Writing on Instagram, Henshall said: "My beautiful mummy Gloria passed away very peacefully early this morning.
"I managed to care for her for a few short weeks. It was my honour and my privilege.
"If the government had made their guidance law my sisters would have seen her more than a couple of times before losing her.
"Even recently my sister Susan was doing window visits because she wasn't able to get an indoor visit for 3 weeks.
"Shame on every government official and care home provider that decided to ignore residents' human rights and just batten down the hatches.
"You kept out love and hope. I am devastated.
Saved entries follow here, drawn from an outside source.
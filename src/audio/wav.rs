use anyhow::{Context, Result};
use std::io::Cursor;

/// Wrap mono 16-bit PCM samples in an in-memory WAV container.
///
/// The transcription backend only accepts WAV, so every dispatched segment
/// goes through this. An empty sample slice still produces a well-formed
/// container with a zero-length data chunk.
pub fn encode_wav(samples: &[i16], sample_rate: u32) -> Result<Vec<u8>> {
    let spec = hound::WavSpec {
        channels: 1,
        sample_rate,
        bits_per_sample: 16,
        sample_format: hound::SampleFormat::Int,
    };

    let mut buffer = Cursor::new(Vec::new());
    {
        let mut writer =
            hound::WavWriter::new(&mut buffer, spec).context("Failed to create WAV writer")?;

        for &sample in samples {
            writer
                .write_sample(sample)
                .context("Failed to write sample to WAV")?;
        }

        writer.finalize().context("Failed to finalize WAV")?;
    }

    Ok(buffer.into_inner())
}
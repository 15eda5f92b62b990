pub mod backend;
pub mod gateway;

pub use backend::{HttpTranscriptionBackend, TranscriptionBackend};
pub use gateway::TranscriptionGateway;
I hope it was worth the cost to keep them behind locked doors."
Sky News has contacted the DHSC for a response.
After the rule changes, residents who go out of care homes must be with a member of staff or one of their named visitors, with social distancing in place throughout.
Residents are also not allowed to meet in groups or go indoors, except to use the toilet, and are urged to avoid public transport.
As long as it is agreed with the care home in advance, residents are able to eat outdoors at a restaurant or cafe with their chaperone.
Last week, Ms Henshall joined campaigners in Parliament Square to deliver a petition signed by more than 300,000 people that called for care home residents to have the right to an essential visitor in the event of another wave of infection.
Referring to her sister Susan's inability to visit her mother before her death, she said: "This was completely and totally unnecessary.
"Utterly inhumane to these beautiful residents who are not really living much of a life."